##### Source material #####

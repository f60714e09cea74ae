//! Telemetry fan-out to WebSocket clients
//!
//! One ticker task publishes a frame per interval into a broadcast channel;
//! every connected client holds a receiver. No control loop feeds real
//! measurements yet, so frames are [`Telemetry::idle`].

use std::time::Duration;
use tokio::sync::broadcast;
use tokio::task::JoinHandle;
use tracing::{debug, warn};
use wseries_core::api::Telemetry;

/// Frames buffered per client before it starts lagging.
const CHANNEL_CAPACITY: usize = 16;

/// Broadcast hub for serialized telemetry frames.
#[derive(Clone)]
pub(crate) struct TelemetryHub {
    tx: broadcast::Sender<String>,
}

impl TelemetryHub {
    /// Create a hub with no subscribers.
    pub fn new() -> Self {
        let (tx, _) = broadcast::channel(CHANNEL_CAPACITY);
        Self { tx }
    }

    /// Register a client.
    pub fn subscribe(&self) -> broadcast::Receiver<String> {
        self.tx.subscribe()
    }

    /// Current frame, serialized.
    pub fn current_frame(&self) -> Option<String> {
        encode(&Telemetry::idle())
    }

    /// Send `frame` to every connected client.
    ///
    /// Returns the number of clients reached.
    pub fn publish(&self, frame: &Telemetry) -> usize {
        let Some(text) = encode(frame) else {
            return 0;
        };
        // Err only means nobody is listening
        self.tx.send(text).unwrap_or(0)
    }

    /// Publish the current frame every `period` until the runtime stops.
    pub fn spawn_ticker(&self, period: Duration) -> JoinHandle<()> {
        let hub = self.clone();
        tokio::spawn(async move {
            let mut ticker = tokio::time::interval(period);
            ticker.set_missed_tick_behavior(tokio::time::MissedTickBehavior::Skip);
            loop {
                ticker.tick().await;
                if hub.tx.receiver_count() == 0 {
                    continue;
                }
                let reached = hub.publish(&Telemetry::idle());
                debug!("Telemetry pushed to {} client(s)", reached);
            }
        })
    }
}

fn encode(frame: &Telemetry) -> Option<String> {
    match serde_json::to_string(frame) {
        Ok(text) => Some(text),
        Err(e) => {
            warn!("Failed to serialize telemetry frame: {}", e);
            None
        }
    }
}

#####

■ Goal of the exercise
The range runs from the line with "it starts lagging." up to and including the line with "the runtime stops." in the listing above; please write out exactly those lines and nothing more.

■ Solved problem
/// Frames buffered per client before it starts lagging.
const CHANNEL_CAPACITY: usize = 16;

/// Broadcast hub for serialized telemetry frames.
#[derive(Clone)]
pub(crate) struct TelemetryHub {
    tx: broadcast::Sender<String>,
}

impl TelemetryHub {
    /// Create a hub with no subscribers.
    pub fn new() -> Self {
        let (tx, _) = broadcast::channel(CHANNEL_CAPACITY);
        Self { tx }
    }

    /// Register a client.
    pub fn subscribe(&self) -> broadcast::Receiver<String> {
        self.tx.subscribe()
    }

    /// Current frame, serialized.
    pub fn current_frame(&self) -> Option<String> {
        encode(&Telemetry::idle())
    }

    /// Send `frame` to every connected client.
    ///
    /// Returns the number of clients reached.
    pub fn publish(&self, frame: &Telemetry) -> usize {
        let Some(text) = encode(frame) else {
            return 0;
        };
        // Err only means nobody is listening
        self.tx.send(text).unwrap_or(0)
    }

    /// Publish the current frame every `period` until the runtime stops.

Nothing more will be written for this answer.